No more than 12 months should elapse from the designation of the coordinator to presentation of first proposal to the CCBS. Each paper will undergo an internal review and consensus process for ICVD Publications in the Journal of Vestibular Research (JVR).

  1. Subcommittee completes draft document and together with the CCBS, decides it is ready for input from the Bárány Society membership.
  2. The draft document is placed on the JVR website and Bárány Society members are alerted via email or other electronic means that a draft document is ready for comments. Only Bárány Society members are able to access this page.
  3. Comments are provided by interested Bárány Society members via the JVR website. NOTE: These comments are only visible to the Editor of JVR and not available to the public.
  4. The Editor of JVR forwards all legitimate comments to the relevant subcommittee chair.
  5. At their own discretion, the subcommittee chairs respond to individual comments by replying to the member who provided the comment, revising the draft document, or both. The subcommittee chair can also decline to respond. The subcommittee chair will involve subcommittee members as they see fit.
  6. After approximately 3 months, a revised document that incorporates comments received from the Bárány Society membership is prepared by the subcommittee.
  7. The subcommittee chair, with the agreement of the subcommittee members and the CCBS, decides whether or not the document is ready for input from colleagues outside the Bárány Society. If additional input is necessary from the Bárány Society membership based on the extent of the revisions, a revised document is placed on the JVR website and another round of comments is accepted. If the subcommittee chair and members determine that the document is ready for outside comments, the subcommittee seeks input from relevant societies.
  8. After revisions based on comments received from relevant outside societies, a penultimate draft is placed on the JVR website for comment from the Bárány Society membership.
  9. As above, relevant comments from Bárány Society members are forwarded to the subcommittee chair by the Editor of JVR and appropriate revisions are made.
  10. The subcommittee, after getting approval from the subcommittee chair, subcommittee members, and the CCBS, advises the Editor of JVR that the document is ready for publication.
  11. JVR publishes the document as a special publication available in print and online as an open access article on both the IOS website and the JVR‐web.org website.

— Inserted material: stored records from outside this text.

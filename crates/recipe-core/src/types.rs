//! Core data types for the recipe policy engine.
//!
//! - [`Rule`] - The declarative authorization policy ("recipe") for one transaction
//! - [`ResourcePath`] - Parsed `chain.protocol[.function]` resource identifier
//! - [`Target`] - Destination constraint of a rule
//! - [`ParameterConstraint`] / [`Constraint`] - Per-parameter value constraints
//! - [`MessageKind`] - Semantic classification of a decoded message
//! - [`Value`] - A typed value extracted from a message
//! - [`EcdsaSignature`] - Hex-encoded signature produced by the signing ceremony
//!
//! # Examples
//!
//! ```
//! use recipe_core::types::{Effect, ResourcePath, Rule, Target};
//!
//! let rule: Rule = serde_json::from_str(r#"{
//!     "effect": "ALLOW",
//!     "resource": "cosmos.atom.transfer",
//!     "target": { "type": "ADDRESS", "address": "cosmos1recipient" },
//!     "parameterConstraints": [
//!         {
//!             "parameterName": "amount",
//!             "constraint": { "type": "max", "maxValue": "2000000", "required": true }
//!         }
//!     ]
//! }"#).expect("valid rule");
//!
//! assert_eq!(rule.effect, Effect::Allow);
//! assert_eq!(rule.target, Target::address("cosmos1recipient"));
//!
//! let resource: ResourcePath = rule.resource.parse().expect("valid resource");
//! assert_eq!(resource.protocol_id, "atom");
//! ```

use alloy_primitives::U256;
use serde::{Deserialize, Serialize};
use std::fmt;
use std::str::FromStr;

use crate::error::PolicyError;

// ============================================================================
// Rule
// ============================================================================

/// Effect declared by a rule.
///
/// Only [`Effect::Allow`] rules are evaluated; any other effect is rejected
/// outright rather than interpreted.
#[derive(Debug, Clone, Copy, Default, PartialEq, Eq, Hash, Serialize, Deserialize)]
#[serde(rename_all = "SCREAMING_SNAKE_CASE")]
pub enum Effect {
    /// No effect declared.
    #[default]
    #[serde(alias = "EFFECT_UNSPECIFIED")]
    Unspecified,
    /// The rule allows matching transactions.
    #[serde(alias = "EFFECT_ALLOW")]
    Allow,
    /// The rule denies matching transactions.
    #[serde(alias = "EFFECT_DENY")]
    Deny,
}

impl fmt::Display for Effect {
    fn fmt(&self, f: &mut fmt::Formatter<'_>) -> fmt::Result {
        match self {
            Self::Unspecified => write!(f, "UNSPECIFIED"),
            Self::Allow => write!(f, "ALLOW"),
            Self::Deny => write!(f, "DENY"),
        }
    }
}

/// A declarative authorization policy for one transaction.
#[derive(Debug, Clone, Default, PartialEq, Eq, Serialize, Deserialize)]
#[serde(rename_all = "camelCase")]
pub struct Rule {
    /// The rule's effect. Only `Allow` is evaluated.
    #[serde(default)]
    pub effect: Effect,

    /// Dotted resource path, `chain.protocol[.function]`.
    pub resource: String,

    /// Destination constraint.
    #[serde(default)]
    pub target: Target,

    /// Ordered parameter constraints.
    #[serde(default)]
    pub parameter_constraints: Vec<ParameterConstraint>,
}

impl Rule {
    /// Create an allow rule for `resource` with no target and no constraints.
    #[must_use]
    pub fn allow(resource: impl Into<String>) -> Self {
        Self {
            effect: Effect::Allow,
            resource: resource.into(),
            target: Target::Unspecified,
            parameter_constraints: Vec::new(),
        }
    }

    /// Set the rule's target.
    #[must_use]
    pub fn with_target(mut self, target: Target) -> Self {
        self.target = target;
        self
    }

    /// Append a parameter constraint.
    #[must_use]
    pub fn with_constraint(mut self, constraint: ParameterConstraint) -> Self {
        self.parameter_constraints.push(constraint);
        self
    }
}

// ============================================================================
// ResourcePath
// ============================================================================

/// Parsed resource identifier `chain.protocol[.function]`.
///
/// Two- and three-segment paths are valid; anything else, or an empty
/// segment, is a format error.
///
/// ```
/// use recipe_core::types::ResourcePath;
///
/// let path: ResourcePath = "thorchain.rune".parse().unwrap();
/// assert_eq!(path.chain_id, "thorchain");
/// assert_eq!(path.function_id, None);
///
/// assert!("thorchain".parse::<ResourcePath>().is_err());
/// assert!("a.b.c.d".parse::<ResourcePath>().is_err());
/// ```
#[derive(Debug, Clone, PartialEq, Eq, Hash)]
pub struct ResourcePath {
    /// Chain identifier.
    pub chain_id: String,
    /// Protocol identifier within the chain.
    pub protocol_id: String,
    /// Optional function identifier within the protocol.
    pub function_id: Option<String>,
}

impl FromStr for ResourcePath {
    type Err = PolicyError;

    fn from_str(s: &str) -> Result<Self, Self::Err> {
        let segments: Vec<&str> = s.split('.').collect();

        if segments.iter().any(|segment| segment.is_empty()) {
            return Err(PolicyError::bad_resource(s, "empty segment"));
        }

        match segments.as_slice() {
            [chain, protocol] => Ok(Self {
                chain_id: (*chain).to_string(),
                protocol_id: (*protocol).to_string(),
                function_id: None,
            }),
            [chain, protocol, function] => Ok(Self {
                chain_id: (*chain).to_string(),
                protocol_id: (*protocol).to_string(),
                function_id: Some((*function).to_string()),
            }),
            _ => Err(PolicyError::bad_resource(
                s,
                format!("expected 2 or 3 segments, found {}", segments.len()),
            )),
        }
    }
}

impl fmt::Display for ResourcePath {
    fn fmt(&self, f: &mut fmt::Formatter<'_>) -> fmt::Result {
        write!(f, "{}.{}", self.chain_id, self.protocol_id)?;
        if let Some(function) = &self.function_id {
            write!(f, ".{function}")?;
        }
        Ok(())
    }
}

// ============================================================================
// Target
// ============================================================================

/// Destination constraint of a rule.
///
/// Serialized as `{"type": "ADDRESS", "address": "..."}` or
/// `{"type": "MAGIC_CONSTANT", "magicConstant": "..."}`. Target types this
/// engine does not know deserialize to [`Target::Unrecognized`] and are
/// rejected at evaluation time.
#[derive(Debug, Clone, Default, PartialEq, Eq, Serialize, Deserialize)]
#[serde(tag = "type", rename_all = "SCREAMING_SNAKE_CASE")]
pub enum Target {
    /// No destination restriction.
    #[default]
    Unspecified,

    /// The destination must equal this literal address.
    Address {
        /// Expected destination address.
        address: String,
    },

    /// The destination must equal the address the constant resolves to.
    MagicConstant {
        /// Symbolic destination id, e.g. `"treasury"`.
        #[serde(rename = "magicConstant")]
        magic_constant: String,
    },

    /// A target type this engine does not know.
    #[serde(other)]
    Unrecognized,
}

impl Target {
    /// Create a literal address target.
    #[must_use]
    pub fn address(address: impl Into<String>) -> Self {
        Self::Address {
            address: address.into(),
        }
    }

    /// Create a magic-constant target.
    #[must_use]
    pub fn magic_constant(id: impl Into<String>) -> Self {
        Self::MagicConstant {
            magic_constant: id.into(),
        }
    }

    /// Returns `true` if the target imposes no destination restriction.
    #[must_use]
    pub const fn is_unspecified(&self) -> bool {
        matches!(self, Self::Unspecified)
    }
}

// ============================================================================
// Constraints
// ============================================================================

/// Constraint vocabulary understood by the comparators.
///
/// The engine routes constraints; it never interprets them.
#[derive(Debug, Clone, PartialEq, Eq, Serialize, Deserialize)]
#[serde(tag = "type", rename_all = "snake_case", rename_all_fields = "camelCase")]
pub enum ConstraintKind {
    /// Any value is accepted.
    Any,
    /// The value must equal `fixed_value`.
    Fixed {
        /// The required value.
        fixed_value: String,
    },
    /// The value must not be below `min_value`.
    Min {
        /// Inclusive lower bound.
        min_value: String,
    },
    /// The value must not exceed `max_value`.
    Max {
        /// Inclusive upper bound.
        max_value: String,
    },
    /// The value must equal the address a magic constant resolves to.
    MagicConstant {
        /// Symbolic id.
        magic_constant: String,
    },
}

impl ConstraintKind {
    /// Returns the constraint type name as it appears in rules.
    #[must_use]
    pub const fn name(&self) -> &'static str {
        match self {
            Self::Any => "any",
            Self::Fixed { .. } => "fixed",
            Self::Min { .. } => "min",
            Self::Max { .. } => "max",
            Self::MagicConstant { .. } => "magic_constant",
        }
    }
}

/// A constraint together with its `required` flag.
#[derive(Debug, Clone, PartialEq, Eq, Serialize, Deserialize)]
pub struct Constraint {
    /// The constraint type and its operand.
    #[serde(flatten)]
    pub kind: ConstraintKind,
    /// Whether the parameter must carry a value.
    #[serde(default)]
    pub required: bool,
}

/// A named parameter and the constraint it must satisfy.
#[derive(Debug, Clone, PartialEq, Eq, Serialize, Deserialize)]
#[serde(rename_all = "camelCase")]
pub struct ParameterConstraint {
    /// Parameter name, e.g. `"amount"`.
    pub parameter_name: String,
    /// The constraint on that parameter.
    pub constraint: Constraint,
}

impl ParameterConstraint {
    /// Create a required constraint of the given kind.
    #[must_use]
    pub fn new(parameter_name: impl Into<String>, kind: ConstraintKind) -> Self {
        Self {
            parameter_name: parameter_name.into(),
            constraint: Constraint {
                kind,
                required: true,
            },
        }
    }

    /// Required fixed-value constraint.
    #[must_use]
    pub fn fixed(parameter_name: impl Into<String>, value: impl Into<String>) -> Self {
        Self::new(
            parameter_name,
            ConstraintKind::Fixed {
                fixed_value: value.into(),
            },
        )
    }

    /// Required maximum-bound constraint.
    #[must_use]
    pub fn max(parameter_name: impl Into<String>, value: impl Into<String>) -> Self {
        Self::new(
            parameter_name,
            ConstraintKind::Max {
                max_value: value.into(),
            },
        )
    }

    /// Required minimum-bound constraint.
    #[must_use]
    pub fn min(parameter_name: impl Into<String>, value: impl Into<String>) -> Self {
        Self::new(
            parameter_name,
            ConstraintKind::Min {
                min_value: value.into(),
            },
        )
    }

    /// Mark the constraint optional.
    #[must_use]
    pub const fn optional(mut self) -> Self {
        self.constraint.required = false;
        self
    }
}

// ============================================================================
// MessageKind
// ============================================================================

/// Semantic classification of a decoded message.
///
/// `Unknown` is an explicit value for message types a chain registers but
/// the engine cannot reason about.
#[derive(Debug, Clone, Copy, PartialEq, Eq, Hash, PartialOrd, Ord, Serialize, Deserialize)]
#[serde(rename_all = "lowercase")]
pub enum MessageKind {
    /// Token transfer between two addresses.
    Send,
    /// Deposit into a chain-native module (e.g. a THORChain swap).
    Deposit,
    /// Registered but not classified.
    Unknown,
}

impl MessageKind {
    /// Returns the kind's lowercase name.
    #[must_use]
    pub const fn as_str(self) -> &'static str {
        match self {
            Self::Send => "send",
            Self::Deposit => "deposit",
            Self::Unknown => "unknown",
        }
    }
}

impl fmt::Display for MessageKind {
    fn fmt(&self, f: &mut fmt::Formatter<'_>) -> fmt::Result {
        f.write_str(self.as_str())
    }
}

// ============================================================================
// Value
// ============================================================================

/// A typed value extracted from a message.
#[derive(Debug, Clone, PartialEq, Eq)]
pub enum Value {
    /// Textual value (addresses, memos, denominations, assets).
    String(String),
    /// Unsigned integer magnitude (amounts).
    Integer(U256),
}

impl Value {
    /// Returns the value type's name.
    #[must_use]
    pub const fn type_name(&self) -> &'static str {
        match self {
            Self::String(_) => "string",
            Self::Integer(_) => "integer",
        }
    }
}

impl fmt::Display for Value {
    fn fmt(&self, f: &mut fmt::Formatter<'_>) -> fmt::Result {
        match self {
            Self::String(s) => f.write_str(s),
            Self::Integer(n) => write!(f, "{n}"),
        }
    }
}

// ============================================================================
// EcdsaSignature
// ============================================================================

/// A hex-encoded ECDSA signature produced by the signing ceremony.
///
/// Components may carry an optional `0x`/`0X` prefix.
#[derive(Debug, Clone, Default, PartialEq, Eq, Serialize, Deserialize)]
#[serde(rename_all = "camelCase")]
pub struct EcdsaSignature {
    /// R component, 32 bytes hex.
    pub r: String,
    /// S component, 32 bytes hex.
    pub s: String,
    /// Recovery id, hex.
    #[serde(default)]
    pub recovery_id: String,
}

impl EcdsaSignature {
    /// Create a signature from its hex components.
    #[must_use]
    pub fn new(r: impl Into<String>, s: impl Into<String>, recovery_id: impl Into<String>) -> Self {
        Self {
            r: r.into(),
            s: s.into(),
            recovery_id: recovery_id.into(),
        }
    }
}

Publication and Authorship

The work of the various subcommittees will be submitted for publication to JVR after the final approval by the CCBS. The members of the subcommittee will be listed as the authors, with the chair as the first author and will include the addendum “on behalf of the CCBS.” This is according to the model of the Symptom classification paper.

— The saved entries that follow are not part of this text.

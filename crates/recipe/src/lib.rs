//! # recipe
//!
//! Transaction policy evaluation and signature finalization for
//! threshold-signing wallets on Cosmos-SDK chains.
//!
//! The library half of this crate exposes the CLI definitions, command
//! handlers and logging setup used by the `recipe` binary, so they can be
//! driven from tests.
//!
//! ## Modules
//!
//! - [`cli`] - Command-line interface definitions and handlers
//! - [`logging`] - Subscriber initialization and address redaction
//!
//! ## Usage
//!
//! ```no_run
//! use clap::Parser;
//! use recipe::cli::Cli;
//!
//! let cli = Cli::parse();
//! println!("Verbose level: {}", cli.verbose);
//! ```

#![forbid(unsafe_code)]
#![warn(missing_docs)]
#![warn(clippy::all)]
#![warn(clippy::pedantic)]

pub mod cli;
pub mod logging;

pub use logging::{
    init_logging, redact_address, verbosity_to_level, LogConfig, LogError, LogFormat, LogLevel,
};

Dissolution of a Subcommittee

After publication of its definition, the subcommittee is dissolved. The revision and possible updating of the definition will be done according to the same procedure as described above. All members of the previous subcommittee are eligible for the revision subcommittee.

Format and Content of the Definitions

To establish the definitions all available types of evidence should be taken into account: clinical description, pathophysiology, vestibular tests, imaging, treatment results, genetics, epidemiology, etc. and should retain what is essential for the disease definition.

Currently, the following vestibular disorders and topics are addressed in subcommittees:

  • Vestibular syndromes nomenclature classifications (David Newman Toker)
  • Nystagmus classification (Scott Eggers)
  • Functional and psychiatric aspects (Jeff Staab)
  • Vestibular migraine (Thomas Lempert)
  • Meniere’s Disease (Antonio López Escámez)
  • BPPV (Michael von Brevern)
  • Vascular vertigo (Michael Strupp)
  • Acute unilateral vestibulopathy (Måns Magnusson)
  • Presby-vestibulopathy (Yuri Agrawal)
  • Cervical vertigo (Barry Seemungal)
  • Bilateral vestibulopathy (Michael Strupp)
  • Motion sickness and mal de debarquement (Yoon-Hee Cha)
  • Measuring functioning, participation, and quality of Life (Joe Furman, Eva Grill)
  • Laboratory testing (Herman Kingma)
  • Postconcussion vestibular disorders (Michael Hoffer)
  • Superior canal dehiscence (John Carey)

A series of consensus documents is finished or currently under development by the Committee for the Classification of Vestibular Disorders (ICVD) of the Bárány Society. To see a list of these documents, please click here.

As mentioned above, all finalized documents of the CCBS are published open access in the Journal of Vestibular Research.